== DATA SECTION

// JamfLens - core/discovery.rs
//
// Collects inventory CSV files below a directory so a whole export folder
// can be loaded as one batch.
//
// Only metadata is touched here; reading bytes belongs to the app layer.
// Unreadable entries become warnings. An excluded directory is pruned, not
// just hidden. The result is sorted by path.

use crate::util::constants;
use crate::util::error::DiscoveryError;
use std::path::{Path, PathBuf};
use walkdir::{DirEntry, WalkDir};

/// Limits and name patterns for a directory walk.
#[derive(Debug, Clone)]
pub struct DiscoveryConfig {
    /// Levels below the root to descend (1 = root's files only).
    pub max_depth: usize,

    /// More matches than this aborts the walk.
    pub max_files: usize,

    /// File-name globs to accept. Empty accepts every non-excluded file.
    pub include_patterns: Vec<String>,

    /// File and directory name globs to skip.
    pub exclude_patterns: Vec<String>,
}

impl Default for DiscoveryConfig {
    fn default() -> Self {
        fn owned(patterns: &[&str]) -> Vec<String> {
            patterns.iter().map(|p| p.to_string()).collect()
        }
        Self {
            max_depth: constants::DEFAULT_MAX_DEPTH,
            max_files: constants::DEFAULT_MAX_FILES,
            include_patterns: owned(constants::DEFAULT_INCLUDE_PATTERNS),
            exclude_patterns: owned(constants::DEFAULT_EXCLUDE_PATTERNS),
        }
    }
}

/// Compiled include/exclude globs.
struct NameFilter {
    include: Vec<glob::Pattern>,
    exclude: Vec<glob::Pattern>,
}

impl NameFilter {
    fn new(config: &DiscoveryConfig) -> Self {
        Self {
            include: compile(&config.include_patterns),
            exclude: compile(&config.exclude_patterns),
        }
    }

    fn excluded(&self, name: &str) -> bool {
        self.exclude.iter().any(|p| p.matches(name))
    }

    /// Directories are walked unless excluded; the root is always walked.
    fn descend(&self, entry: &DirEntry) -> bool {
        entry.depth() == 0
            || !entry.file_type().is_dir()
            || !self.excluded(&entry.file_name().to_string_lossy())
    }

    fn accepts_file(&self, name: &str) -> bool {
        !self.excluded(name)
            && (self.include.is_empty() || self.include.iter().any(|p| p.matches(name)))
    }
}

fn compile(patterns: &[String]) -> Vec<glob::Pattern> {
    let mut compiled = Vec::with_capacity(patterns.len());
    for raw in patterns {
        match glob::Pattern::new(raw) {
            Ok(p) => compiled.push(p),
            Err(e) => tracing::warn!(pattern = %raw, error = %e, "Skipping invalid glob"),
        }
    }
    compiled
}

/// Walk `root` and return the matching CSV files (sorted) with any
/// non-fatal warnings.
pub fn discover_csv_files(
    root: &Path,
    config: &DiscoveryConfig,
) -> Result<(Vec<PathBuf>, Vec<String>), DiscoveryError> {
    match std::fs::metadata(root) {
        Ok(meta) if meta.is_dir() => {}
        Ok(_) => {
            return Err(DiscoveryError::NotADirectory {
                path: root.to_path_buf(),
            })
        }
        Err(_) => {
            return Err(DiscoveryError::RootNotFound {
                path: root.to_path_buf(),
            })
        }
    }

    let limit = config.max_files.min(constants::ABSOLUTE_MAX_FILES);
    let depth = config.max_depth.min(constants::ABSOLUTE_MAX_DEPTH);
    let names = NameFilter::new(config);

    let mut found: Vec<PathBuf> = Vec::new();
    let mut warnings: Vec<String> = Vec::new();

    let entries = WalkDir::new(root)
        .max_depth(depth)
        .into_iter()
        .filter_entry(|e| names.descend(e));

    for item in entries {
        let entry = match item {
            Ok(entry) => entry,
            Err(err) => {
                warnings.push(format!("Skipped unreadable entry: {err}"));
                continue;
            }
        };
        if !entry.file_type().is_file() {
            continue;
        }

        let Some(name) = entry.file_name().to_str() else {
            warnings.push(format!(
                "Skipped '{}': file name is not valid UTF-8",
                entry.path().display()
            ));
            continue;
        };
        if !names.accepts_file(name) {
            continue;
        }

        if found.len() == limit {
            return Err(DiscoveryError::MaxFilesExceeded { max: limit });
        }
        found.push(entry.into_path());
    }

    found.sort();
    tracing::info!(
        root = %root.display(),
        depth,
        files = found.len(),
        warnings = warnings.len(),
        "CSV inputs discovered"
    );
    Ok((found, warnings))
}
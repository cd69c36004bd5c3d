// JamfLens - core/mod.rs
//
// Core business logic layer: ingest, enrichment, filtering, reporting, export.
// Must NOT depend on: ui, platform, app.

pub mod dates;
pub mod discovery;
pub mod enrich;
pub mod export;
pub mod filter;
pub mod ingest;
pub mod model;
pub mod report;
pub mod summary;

====

* **TASK**
"sorted" is the string to look for; please copy every line of the records above where it appears.

* **RESULT OF THE TASK**
// just hidden. The result is sorted by path.
/// Walk `root` and return the matching CSV files (sorted) with any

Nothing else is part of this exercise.